What is expected: Could you please write out the data shown below, exactly and in full?
::::
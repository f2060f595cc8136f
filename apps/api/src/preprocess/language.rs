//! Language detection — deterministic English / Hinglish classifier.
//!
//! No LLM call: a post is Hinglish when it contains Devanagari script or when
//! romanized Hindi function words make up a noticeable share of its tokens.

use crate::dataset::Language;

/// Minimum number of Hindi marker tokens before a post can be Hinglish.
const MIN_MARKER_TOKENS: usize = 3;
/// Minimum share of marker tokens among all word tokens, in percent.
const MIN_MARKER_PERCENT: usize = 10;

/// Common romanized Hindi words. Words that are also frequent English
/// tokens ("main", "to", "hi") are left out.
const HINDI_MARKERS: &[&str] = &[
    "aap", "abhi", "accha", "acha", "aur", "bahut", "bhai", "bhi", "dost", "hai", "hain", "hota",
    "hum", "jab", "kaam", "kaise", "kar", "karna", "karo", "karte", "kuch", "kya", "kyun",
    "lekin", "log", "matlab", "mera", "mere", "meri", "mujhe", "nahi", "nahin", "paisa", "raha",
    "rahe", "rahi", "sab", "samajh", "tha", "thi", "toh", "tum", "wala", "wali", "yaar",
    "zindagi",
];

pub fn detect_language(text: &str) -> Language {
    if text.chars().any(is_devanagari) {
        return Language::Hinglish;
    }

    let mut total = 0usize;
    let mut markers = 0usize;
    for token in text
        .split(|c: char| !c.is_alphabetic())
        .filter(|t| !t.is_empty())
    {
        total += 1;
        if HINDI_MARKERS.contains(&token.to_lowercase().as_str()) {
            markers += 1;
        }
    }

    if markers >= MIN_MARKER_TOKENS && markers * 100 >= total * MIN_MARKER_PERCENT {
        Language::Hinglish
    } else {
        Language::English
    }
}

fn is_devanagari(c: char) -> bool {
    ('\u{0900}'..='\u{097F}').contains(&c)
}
::::
Exercise result:
repository f2060f595cc8136f
filename apps/api/src/preprocess/language.rs
//! Language detection — deterministic English / Hinglish classifier.
//!
//! No LLM call: a post is Hinglish when it contains Devanagari script or when
//! romanized Hindi function words make up a noticeable share of its tokens.

use crate::dataset::Language;

/// Minimum number of Hindi marker tokens before a post can be Hinglish.
const MIN_MARKER_TOKENS: usize = 3;
/// Minimum share of marker tokens among all word tokens, in percent.
const MIN_MARKER_PERCENT: usize = 10;

/// Common romanized Hindi words. Words that are also frequent English
/// tokens ("main", "to", "hi") are left out.
const HINDI_MARKERS: &[&str] = &[
    "aap", "abhi", "accha", "acha", "aur", "bahut", "bhai", "bhi", "dost", "hai", "hain", "hota",
    "hum", "jab", "kaam", "kaise", "kar", "karna", "karo", "karte", "kuch", "kya", "kyun",
    "lekin", "log", "matlab", "mera", "mere", "meri", "mujhe", "nahi", "nahin", "paisa", "raha",
    "rahe", "rahi", "sab", "samajh", "tha", "thi", "toh", "tum", "wala", "wali", "yaar",
    "zindagi",
];

pub fn detect_language(text: &str) -> Language {
    if text.chars().any(is_devanagari) {
        return Language::Hinglish;
    }

    let mut total = 0usize;
    let mut markers = 0usize;
    for token in text
        .split(|c: char| !c.is_alphabetic())
        .filter(|t| !t.is_empty())
    {
        total += 1;
        if HINDI_MARKERS.contains(&token.to_lowercase().as_str()) {
            markers += 1;
        }
    }

    if markers >= MIN_MARKER_TOKENS && markers * 100 >= total * MIN_MARKER_PERCENT {
        Language::Hinglish
    } else {
        Language::English
    }
}

fn is_devanagari(c: char) -> bool {
    ('\u{0900}'..='\u{097F}').contains(&c)
}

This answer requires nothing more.